The Affection Of Endonuclease MazF To The Target Protein Expression In A Baculovirus Expression System

Baculovirus expression vector system (BEVS) was Baculovirus as the vector to express foreign genes by infecting inset cells or larvae. BEVS is one of the four major eukaryotic expression systems. It has lots of advantages,such as a good safety performance, high carrying capacity of target genes, possessing post translation modification system etc. to date, it is widely applied in a variety of recombinant protein producing. However, the expression of the recombinant proteins is far less than desired level. It becomes a major consideration about how to improve the expression efficiency of recombinant proteins with baculovirus expression system.We have synthesized porcine interferon gam gene (approximately500bp) and mutated ACA to ACC (coding same amino acid) bearing in the ORF using site-directed mutagenesis techniques. The mutant gene was cloned into mazf baculovirus donor vector to obtain recombinant for Plasmid mh(b)-gaml-mazf. The mutant gam gene was transferred to Baculovirus receptor plasmid through magic method and recombinant bacmid is named as Ac-gam1-mazf.
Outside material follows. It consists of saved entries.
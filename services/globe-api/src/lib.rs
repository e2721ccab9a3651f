//! Globe viewer HTTP service library.
//!
//! Exposes the router and its modules so integration tests can drive the
//! service without binding a socket.

pub mod config;
pub mod display;
pub mod handlers;
pub mod metrics;
pub mod pipeline;
pub mod render_request;
pub mod session;
pub mod state;

use axum::{
    extract::Extension,
    routing::{get, post, put},
    Router,
};
use metrics_exporter_prometheus::PrometheusHandle;
use std::sync::Arc;
use tower_http::{compression::CompressionLayer, cors::CorsLayer, trace::TraceLayer};

use state::AppState;

/// Build the application router.
pub fn build_router(state: Arc<AppState>, prometheus: PrometheusHandle) -> Router {
    Router::new()
        .route("/health", get(handlers::health_handler))
        .route("/ready", get(handlers::ready_handler))
        .route("/metrics", get(handlers::metrics_handler))
        // Sessions and page
        .route("/api/sessions", post(handlers::create_session_handler))
        .route("/api/sessions/:id/page", get(handlers::page_handler))
        .route(
            "/api/sessions/:id/scenes/:key/render",
            post(handlers::render_handler),
        )
        // Built scenes
        .route(
            "/api/scenes/:key/panels/:panel/layers/:name/visibility",
            put(handlers::visibility_handler),
        )
        .route(
            "/api/scenes/:key/panels/:panel/camera/orbit",
            post(handlers::orbit_handler),
        )
        .route(
            "/api/scenes/:key/panels/:panel/preview.png",
            get(handlers::preview_handler),
        )
        // Assets
        .route("/assets/style.css", get(handlers::stylesheet_handler))
        .route("/assets/info.html", get(handlers::info_handler))
        .route("/api/cache/stats", get(handlers::cache_stats_handler))
        .layer(Extension(state))
        .layer(Extension(prometheus))
        .layer(TraceLayer::new_for_http())
        .layer(CompressionLayer::new())
        .layer(CorsLayer::permissive())
}
//! Shared test utilities for the globe viewer workspace.
//!
//! This crate provides common testing infrastructure including:
//! - GeoTIFF fixture writers backed by temporary directories
//! - Grid data generators
//! - Common test fixtures
//!
//! # Usage
//!
//! Add to your crate's `Cargo.toml`:
//!
//! ```toml
//! [dev-dependencies]
//! test-utils = { path = "../test-utils" }
//! ```
//!
//! Then import in your tests:
//!
//! ```ignore
//! use test_utils::{assert_axis_steps, GeoTiffFixture};
//! ```

pub mod fixtures;
pub mod generators;
pub mod geotiff;

// Re-export commonly used items at the crate root
pub use fixtures::*;
pub use generators::*;
pub use geotiff::*;

/// Assert that a coordinate axis steps evenly from `start` by `step`.
///
/// Every entry `i` must lie within `tol` of `start + i * step`; the
/// panic message names the first index that does not.
///
/// ```ignore
/// use test_utils::assert_axis_steps;
///
/// assert_axis_steps!(grid.x(), -130.0, 0.125, 1e-9);
/// ```
#[macro_export]
macro_rules! assert_axis_steps {
    ($axis:expr, $start:expr, $step:expr, $tol:expr) => {{
        let axis: &[f64] = &$axis[..];
        let (start, step, tol): (f64, f64, f64) = ($start, $step, $tol);
        for (i, &value) in axis.iter().enumerate() {
            let expected = start + i as f64 * step;
            if !((value - expected).abs() <= tol) {
                panic!(
                    "axis entry {} is {}, expected {} (step {} from {}, tolerance {})",
                    i, value, expected, step, start, tol
                );
            }
        }
    }};
}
This bacmid was used to transfect sf9cell and western blot analysis showed recombinant porcine interferon gam genes was expressed in sf9cell. It is reported that mazf can recognize and cut specific sequence (ACA) in mRNA, so it can effectively reduce host protein synthesis and achieve high expression of the target proteins whose mRNAs lack ACA sites. In order to investigate the effect of mazf on the expression of target gene in BEVS, we transfected sf9cells with Ac-gaml-mazf and Ac-gam plasmids.Western blot analysis showed expression of the recombinant porcine interferon gam genes was significantly increased in sf9cells, which proved mazf can improve the exogenous expression in insect cells.To improve the expression level of foreign genes in BEVS, we plan to collect virus particles after primary transfection and then infect sf9cells repeatedly in future experiments. We aim to detect the expression of protein by Coomassie brilliant blue staining after SDS-PAGE electrophoresis and provide a new approach to achieve the improvement of the efficiency of this system for large-scale production of recombinant proteins in the future.